Putting Saddam in that box wasn't an easy or bloodless process, it should be recalled. Containment was achieved by crudely stripping Iraq off its sovereignty--slicing up Iraqi territory into No Fly Zones, blunting Saddam's ability to channel billions in oil revenue toward million-man armies and weapons programs--we contained him by imposing the most inhumane form of collective punishment ever slapped on a nation in modern times.
Shortly after American troops romped into Baghdad, in May 2003, Bush spearheaded a UN resolution that requested a lifting of the sanctions: "The regime that the sanctions were directed against no longer rules Iraq. And no country in good conscience can support using sanctions to hold back the hopes of the Iraqi people," he noted.
Should sanctions have been lifted with Saddam in power?
In his January 2004 testimony, David Kay, former head of the Iraq Survey Group, the organization tasked with putting together a complete picture of Iraq's WMD program, concluded that it was simply more prudent to remove the Iraqi dictator: Saddam and his sons were impatiently awaiting a lifting of the sanctions in order to resume WMD production, Kay reported.
A few weeks ago, Russia's Putin revealed that according to his intelligence sources, Saddam was planning attacks on American soil.
In the end, despite the faulty prewar intelligence, the operation achieved its goals--it preemptively removed a dictator that represented a real danger. Bush's leadership and the sacrifice of American-led coalition troops successfully liberated Iraq from the dual evil regimes of Saddam Hussein and UN sanctions--brought (not restored) that nation a new, genuine sovereignty--and set it on a historic course.
July 14, 2004 at 08:07 PM | Permalink
Comments
PING
Posted by: Jane | Jul 18, 2004 3:51:09 PM
Is someone saying that they don't trust a KGB man? tsk tsk.
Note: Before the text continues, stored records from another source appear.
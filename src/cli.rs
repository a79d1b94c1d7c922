// CLI Interface
//
// This module provides the command-line interface for LeSuggestion.

use crate::config::{Config, DEFAULT_CONFIG_FILE, PORT_ENV_VAR};
use crate::error::{format_error, SuggestError};
use crate::mcp::{serve_stdio, McpServer, McpState};
use crate::store::{DocumentStore, SqliteStore};
use crate::suggest::LibrarySuggester;
use anyhow::Context;
use anyhow::Result as AnyhowResult;
use clap::{Parser, Subcommand};
use std::net::SocketAddr;
use std::path::{Path, PathBuf};
use std::sync::Arc;
use tracing::{debug, info};
use tracing_subscriber::EnvFilter;

/// LeSuggestion - Documentation Library Suggester
#[derive(Parser, Debug)]
#[command(name = "lesuggestion")]
#[command(author = "LeIndex Contributors")]
#[command(version = env!("CARGO_PKG_VERSION"))]
#[command(about = "Suggest which indexed documentation libraries best answer a query", long_about = None)]
#[command(subcommand_required = false)]
#[command(arg_required_else_help = false)]
pub struct Cli {
    /// Path to the configuration file
    #[arg(global = true, long = "config", short = 'c')]
    pub config: Option<PathBuf>,

    /// Path to the SQLite document store (overrides the configuration)
    #[arg(global = true, long = "db")]
    pub db: Option<PathBuf>,

    /// Enable verbose logging
    #[arg(global = true, long = "verbose", short = 'v')]
    pub verbose: bool,

    /// Compatibility flag for some AI tools (defaults to MCP stdio mode)
    #[arg(long = "stdio")]
    pub stdio: bool,

    /// Subcommand to execute
    #[command(subcommand)]
    pub command: Option<Commands>,
}

/// Available CLI commands
#[derive(Subcommand, Debug)]
pub enum Commands {
    /// Rank indexed libraries for a query
    Suggest {
        /// Search query
        #[arg(value_name = "QUERY")]
        query: String,

        /// Maximum number of libraries to return (1-20)
        #[arg(long = "max-results", short = 'n')]
        max_results: Option<usize>,

        /// Print the result as JSON
        #[arg(long = "json")]
        json: bool,
    },

    /// List indexed libraries and their versions
    Libraries {
        /// Print the listing as JSON
        #[arg(long = "json")]
        json: bool,
    },

    /// Start MCP server for AI assistant integration
    Serve {
        /// Host address to bind to
        #[arg(long = "host")]
        host: Option<String>,

        /// Port to listen on (default: 47269, override with LESUGGESTION_PORT env var)
        #[arg(long = "port")]
        port: Option<u16>,
    },

    /// Run MCP server in stdio mode (for AI tool subprocess integration)
    Mcp {
        /// Compatibility flag for some AI tools
        #[arg(long = "stdio")]
        stdio: bool,
    },
}

impl Cli {
    /// Run the CLI
    pub async fn run(self) -> AnyhowResult<()> {
        init_logging_impl(self.verbose);

        let config = load_config(self.config.as_deref())?;
        let db_path = self.db.unwrap_or_else(|| config.store.db_path.clone());

        // Default to Mcp if no command is provided or if --stdio is set
        let command = if self.stdio {
            Commands::Mcp { stdio: true }
        } else {
            self.command.unwrap_or(Commands::Mcp { stdio: false })
        };

        match command {
            Commands::Suggest {
                query,
                max_results,
                json,
            } => cmd_suggest_impl(&config, &db_path, query, max_results, json).await,
            Commands::Libraries { json } => cmd_libraries_impl(&config, &db_path, json).await,
            Commands::Serve { host, port } => cmd_serve_impl(&config, &db_path, host, port).await,
            Commands::Mcp { .. } => cmd_mcp_stdio_impl(&config, &db_path).await,
        }
    }
}

/// Initialize logging implementation
///
/// Logs go to stderr; stdout carries command output and stdio JSON-RPC.
fn init_logging_impl(verbose: bool) {
    let default_level = if verbose { "debug" } else { "info" };
    let filter =
        EnvFilter::try_from_default_env().unwrap_or_else(|_| EnvFilter::new(default_level));

    let subscriber = tracing_subscriber::fmt()
        .with_env_filter(filter)
        .with_writer(std::io::stderr)
        .finish();

    let _ = tracing::subscriber::set_global_default(subscriber);
}

/// Locate the configuration file
///
/// An explicit path wins, then the working directory's
/// [`DEFAULT_CONFIG_FILE`], then the user config directory.
fn resolve_config_path(explicit: Option<&Path>) -> Option<PathBuf> {
    if let Some(path) = explicit {
        return Some(path.to_path_buf());
    }

    let local = PathBuf::from(DEFAULT_CONFIG_FILE);
    if local.exists() {
        return Some(local);
    }

    dirs::config_dir()
        .map(|dir| dir.join("lesuggestion").join("config.toml"))
        .filter(|path| path.exists())
}

fn load_config(explicit: Option<&Path>) -> AnyhowResult<Config> {
    match resolve_config_path(explicit) {
        Some(path) => {
            debug!("Loading configuration from {}", path.display());
            Config::load(Some(&path))
                .with_context(|| format!("Failed to load configuration from {}", path.display()))
        }
        None => Ok(Config::default()),
    }
}

/// Open the SQLite store and build a suggester from configuration
fn open_suggester(config: &Config, db_path: &Path) -> AnyhowResult<LibrarySuggester> {
    let store = SqliteStore::open(db_path)
        .with_context(|| format!("Failed to open document store at {}", db_path.display()))?;
    let store: Arc<dyn DocumentStore> = Arc::new(store);
    Ok(LibrarySuggester::from_config(store, &config.suggest))
}

/// Suggest command implementation
async fn cmd_suggest_impl(
    config: &Config,
    db_path: &Path,
    query: String,
    max_results: Option<usize>,
    json: bool,
) -> AnyhowResult<()> {
    let suggester = open_suggester(config, db_path)?;

    info!("Suggesting libraries for: {}", query);

    let result = match suggester.suggest(&query, max_results).await {
        Ok(result) => result,
        Err(e @ SuggestError::InvalidArgument { .. }) => {
            anyhow::bail!("{}", format_error(&e));
        }
        Err(e) => return Err(anyhow::Error::new(e).context("Suggestion failed")),
    };

    if json {
        println!("{}", serde_json::to_string_pretty(&result)?);
        return Ok(());
    }

    if result.is_empty() {
        println!("No matching libraries for: {}", query);
        return Ok(());
    }

    println!("\n{} matching libraries for: '{}'\n", result.len(), query);
    for (i, library) in result.libraries.iter().enumerate() {
        println!("{}. {} (score: {:.3})", i + 1, library.name, library.score);
        if let Some(content) = &library.matched_content {
            println!("   {}", content.replace('\n', " "));
        }
        println!();
    }

    Ok(())
}

/// Libraries command implementation
async fn cmd_libraries_impl(config: &Config, db_path: &Path, json: bool) -> AnyhowResult<()> {
    let suggester = open_suggester(config, db_path)?;
    let libraries = suggester
        .store()
        .list_libraries()
        .await
        .context("Failed to list libraries")?;

    if json {
        println!("{}", serde_json::to_string_pretty(&libraries)?);
        return Ok(());
    }

    if libraries.is_empty() {
        println!("No libraries indexed in {}", db_path.display());
        return Ok(());
    }

    for library in &libraries {
        println!("{}", library.library);
        for version in &library.versions {
            let label = if version.version.is_empty() {
                "(unversioned)"
            } else {
                version.version.as_str()
            };
            println!("  {} - {} document(s)", label, version.document_count);
        }
    }

    Ok(())
}

/// Serve command implementation - Start MCP server
async fn cmd_serve_impl(
    config: &Config,
    db_path: &Path,
    host: Option<String>,
    port: Option<u16>,
) -> AnyhowResult<()> {
    let host = host.unwrap_or_else(|| config.server.host.clone());
    let port = port.unwrap_or_else(|| config.server.effective_port());

    let addr: SocketAddr = format!("{}:{}", host, port)
        .parse()
        .context("Invalid address or port")?;

    let suggester = open_suggester(config, db_path)?;
    let server = McpServer::with_address(addr, suggester);

    println!("\nLeSuggestion MCP Server\n");
    println!("Server starting on http://{}\n", addr);
    println!("Available endpoints:");
    println!("  POST /mcp            - JSON-RPC 2.0 endpoint");
    println!("  GET  /mcp/tools/list - List available tools");
    println!("  GET  /health         - Health check");
    println!("\nConfiguration:");
    println!("  Store: {}", db_path.display());
    println!("  Port: {} (override with {} env var)", port, PORT_ENV_VAR);
    println!("\nPress Ctrl+C to stop the server\n");

    server.run().await.context("Server error")?;

    Ok(())
}

/// MCP stdio command implementation - Run MCP server in stdio mode
async fn cmd_mcp_stdio_impl(config: &Config, db_path: &Path) -> AnyhowResult<()> {
    info!("Starting LeSuggestion MCP stdio server, store: {}", db_path.display());

    let suggester = open_suggester(config, db_path)?;
    let state = McpState::new(suggester);

    serve_stdio(&state).await
}

/// Main entry point for the CLI
pub async fn main() -> AnyhowResult<()> {
    let cli = Cli::parse();
    cli.run().await
}

#[cfg(test)]
mod tests {
    use super::*;
    use tempfile::tempdir;

    #[test]
    fn test_suggest_command() {
        let cli = Cli::try_parse_from(["lesuggestion", "suggest", "react hooks"]).unwrap();
        match cli.command {
            Some(Commands::Suggest {
                query,
                max_results,
                json,
            }) => {
                assert_eq!(query, "react hooks");
                assert_eq!(max_results, None);
                assert!(!json);
            }
            _ => panic!("Expected Suggest command"),
        }
    }

    #[test]
    fn test_suggest_options() {
        let cli = Cli::try_parse_from([
            "lesuggestion",
            "suggest",
            "tokio",
            "--max-results",
            "3",
            "--json",
            "--db",
            "/tmp/docs.db",
        ])
        .unwrap();
        assert_eq!(cli.db, Some(PathBuf::from("/tmp/docs.db")));
        assert!(matches!(
            cli.command,
            Some(Commands::Suggest {
                max_results: Some(3),
                json: true,
                ..
            })
        ));
    }

    #[test]
    fn test_mcp_command_parsing() {
        let cli = Cli::try_parse_from(["lesuggestion", "mcp"]).unwrap();
        assert!(matches!(cli.command, Some(Commands::Mcp { .. })));
    }

    #[test]
    fn test_stdio_flag_parsing() {
        let cli = Cli::try_parse_from(["lesuggestion", "--stdio"]).unwrap();
        assert!(cli.stdio);
        assert!(cli.command.is_none());
    }

    #[test]
    fn test_serve_command() {
        let cli = Cli::try_parse_from(["lesuggestion", "serve", "--port", "9000"]).unwrap();
        match cli.command {
            Some(Commands::Serve { host, port }) => {
                assert_eq!(host, None);
                assert_eq!(port, Some(9000));
            }
            _ => panic!("Expected Serve command"),
        }
    }

    #[test]
    fn test_explicit_config_path_is_used() {
        let dir = tempdir().unwrap();
        let path = dir.path().join("config.toml");
        std::fs::write(&path, "[suggest]\ndefault_max_results = 8\n").unwrap();

        assert_eq!(resolve_config_path(Some(&path)), Some(path.clone()));
        let config = load_config(Some(&path)).unwrap();
        assert_eq!(config.suggest.default_max_results, 8);
    }

    #[test]
    fn test_missing_explicit_config_fails() {
        let dir = tempdir().unwrap();
        assert!(load_config(Some(&dir.path().join("absent.toml"))).is_err());
    }
}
Posted by: actus | Jul 16, 2004 6:10:50 AM
Eh? The President of Russia--who opposed the decision to remove his friend Saddam--now says that he his intelligence people believe that Saddam was planning attacks on American soil and you don't believe him?
Posted by: Sylvia | Jul 15, 2004 6:34:09 PM
A few weeks ago, Russia's Putin revealed that according to his intelligence sources, Saddam was planning attacks on American soil.
Yes, but with absolutely no evidence to back this up, how credible was this? Anyone with a grain of sense sees this is just a little political cover for Bush from Putin, kinda like the reports mid-Iraq War from interested parties that the WMD had just been seen leaving the country.
It is like this: you think your neighbor has stolen your TV. You get the police to look. They spend 3 months looking everywhere you tell them. They don't find anything. They tell you, in another couple months, they will have searched every possible place. You say no dice, invade and occupy the neighbor's house, trashing it in the process. Then you sell off parts of it to pay for the damage you caused to your friends.
In case this is too subtle: you = US. police = UN/Hans Blix/El Baradai. Your suspect neighbor = Iraq. Your friends = Paul Bremer's privatization cronies.
If the inspections had continued and no WMD were found, don't you think the Iraqis would have come to the conclusion "it is time to get rid of this bum who is starving us?"